Bila demikian kita termasuk orang yang malang yang akan terpuruk dalam hidup ini.
- Bagaimanakah perasaan kita ketika mendengar atau mendapat kenyataan ada seseorang mendapatkan keberhasilan, kesuksesan dan diperkirakan akan jauh lebih maju daripada kita?
- Apakah kita punya keberanian untuk mengakui kelebihan, prestasi, kemuliaan orang lain, lalu dilanjutkan dengan penghargaan, pujian yang tulus dan proporsional? Lantas, apakah hati kita merasakan syukur yang mendalam kepada Alloh SWT dengan kesuksesan saudara kita tersebut?
- Ataukah hati ini menolak dan berontak (tak rela) jika ada kelompok/ orang lain yang lebih maju, lebih berprestasi, dan lalu berkecenderungan untuk mementahkan prestasi orang lain tersebut dengan mencari-cari kelemahan dan kekurangannya? Lebih dari itu, berupaya menjatuhkan dengan aneka cara, seperti membeberkan kelemahan dan kekurangannya kepada orang lain dengan tujuan agar orang lain tak mengakui kesuksesannya tersebut, atau minimal berkurang kekaguman orang lain kepadanya? Dan apakah hati kita berbunga-bunga ketika melihat orang lain mulai terpengaruh dan membenarkan pendapat kita, tapi bereaksi menjadi dongkol dan meradang ketika ada yang bersimpati, membela dan mengakui kesuksesan tersebut?
- Apakah kita senang dengan tulus, meminta pendapat, nasihat dan mendoakan dengan tulus orang/ kelompok yang kita anggap sukses? Ataukah malah menutup diri, menjauhi, enggan bersilaturahim, bahkan bersikap apriori dan melarang kelompok serta kerabatnya untuk bersilaturahim ke "kelompok lain" tersebut?
- Apakah kita senang menempatkan diri kita untuk menyukseskan orang atau kelompok lain dengan tulus, sehingga begitu bahagianya diri kita andaikata tenaga, ilmu, buah pikir, pengalaman dan wawasan diri/ kelompok kita menjadi jalan kesuksesan bagi kelompok lain? Bahkan kebahagiaan bertambah ketika orang/ kelompok yang kita bantu begitu maju, melampaui apa yang dapat kita lakukan, bak besi beton yang menguatkan, mengokohkan, padahal dia tidak terlihat.
- Ataukah kita menjadi sangat ingin menonjolkan diri/ kelompok kita saja?Apakah kita senang dalam kesendirian, mendo'akan saudara kita yang lebih sukses, memohon kepada Alloh agar melindunginya bahkan berharap agar lebih berhasil lagi dalam perjuangannya?
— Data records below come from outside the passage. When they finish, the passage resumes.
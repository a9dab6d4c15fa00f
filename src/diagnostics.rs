//! Diagnostic Engine: the fixed four-check pipeline run over every `.conf`
//! entry, plus attribution of parser/evaluator warnings to
//! their owning file or the synthetic command-line bucket.

use std::collections::HashMap;

use tower_lsp::lsp_types::{self as lsp, DiagnosticSeverity};

use crate::ast::{Expr, LineIndex, Span, Tri, TypeKind, Value};
use crate::conf::{parse_literal, ConfEntry};
use crate::eval::{missing_deps_tri, missing_deps_value};
use crate::graph::{Symbol, SymbolGraph, SymbolId, Warning};
use crate::resolve::default_value;

/// URI under which warnings with no attributable file are published
/// over a `.conf` file's entries.
pub const COMMAND_LINE_URI: &str = "file:///command-line";

/// A diagnostic plus the quick fixes offered alongside it.
pub struct Finding {
    pub diagnostic: lsp::Diagnostic,
    pub actions: Vec<lsp::CodeAction>,
}

/// Run the pipeline over every entry whose name resolves to a known symbol.
/// Entries naming an undefined symbol are skipped here — that case is one of
/// the parser/evaluator warnings handled by [`bucket_warnings`].
pub fn check_entries(
    graph: &SymbolGraph,
    entries: &[ConfEntry],
    uri: &lsp::Url,
    lines: &LineIndex,
) -> Vec<Finding> {
    let by_name: HashMap<&str, &ConfEntry> =
        entries.iter().map(|e| (e.name.as_str(), e)).collect();

    entries
        .iter()
        .filter_map(|entry| {
            let id = graph.lookup(&entry.name)?;
            check_entry(graph, entry, id, &by_name, uri, lines)
        })
        .collect()
}

fn check_entry(
    graph: &SymbolGraph,
    entry: &ConfEntry,
    id: SymbolId,
    by_name: &HashMap<&str, &ConfEntry>,
    uri: &lsp::Url,
    lines: &LineIndex,
) -> Option<Finding> {
    let sym = graph.symbol(id);
    check_type(sym, entry, uri, lines)
        .or_else(|| check_assignment(graph, sym, entry, id, by_name, uri, lines))
        .or_else(|| check_visibility(graph, id, entry, uri, lines))
        .or_else(|| check_defaults(graph, id, entry, uri, lines))
}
Lalu menyebarluaskan kebaikan ini kepada orang lain sehingga nama dan keberhasilannya semakin menyebar?
- Ataukah sebaliknya tak pernah teragendakan dalam do'a kita bahkan tak jarang setiap terlintas keberhasilannya, menggelora jua kedongkolan kita?Nah, saudara-saudaraku, bagaimana kita berharap umat ini maju, jika kita sendiri termasuk pendengki? Padahal, tak mungkin hanya kelompok kita saja yang bisa memajukan umat Islam, tanpa bersinergi dengan kelompok muslim lainnya.
Kita harus menyadari, justru dengan sinergi dan dengan segala potensi serta prestasi dari pelbagai elemen, kita akan jauh lebih cepat menikmati kesuksesan. Dan marilah kita awali dengan meneliti diri dan memberantas kedengkian yang membara pada diri kita sendiri terhadap saudara seiman.
Kita harus melatih diri sekuat tenaga untuk belajar menikmati dan mensyukuri kesuksesan saudara kita sebagai nikmat Alloh untuk kita semua. Dan menempatkan diri menjadi bagian kesuksesan orang/kelompok lainnya dengan tulus. (Aa Gym)
Sebagai orang yang berprestasi, sebaiknya kita menanamkan dalam diri kita sebuah keyakinan bahwa diri kita selalu memberi manfaat, memberikan keuntungan bagi orang lain.
Kata-kata yang kita ucapkan hendaknya bisa menjadi tambahan pengetahuan bagi orang lain, tidak berkata sia-sia, tidak menyakiti, bahkan selalu mendoakan orang lain.
Ide-ide kita mencerminkan kebeningan hati, keteraturan pola pikir, persaudaraan, penghargaan dan kepedulian.
Kita tidak menjadi orang yang berprestasi apabila hanya pandai sendiri. Kepandaian kita sebaiknya menjadi jalan hidayah bagi orang –orang disekitar kita. Sebaik-baiknya manusia adalah yang paling bermanfaat bagi orang lain.
Satu musuh terlalu banyak, dan seribu saudara terlalu sedikit.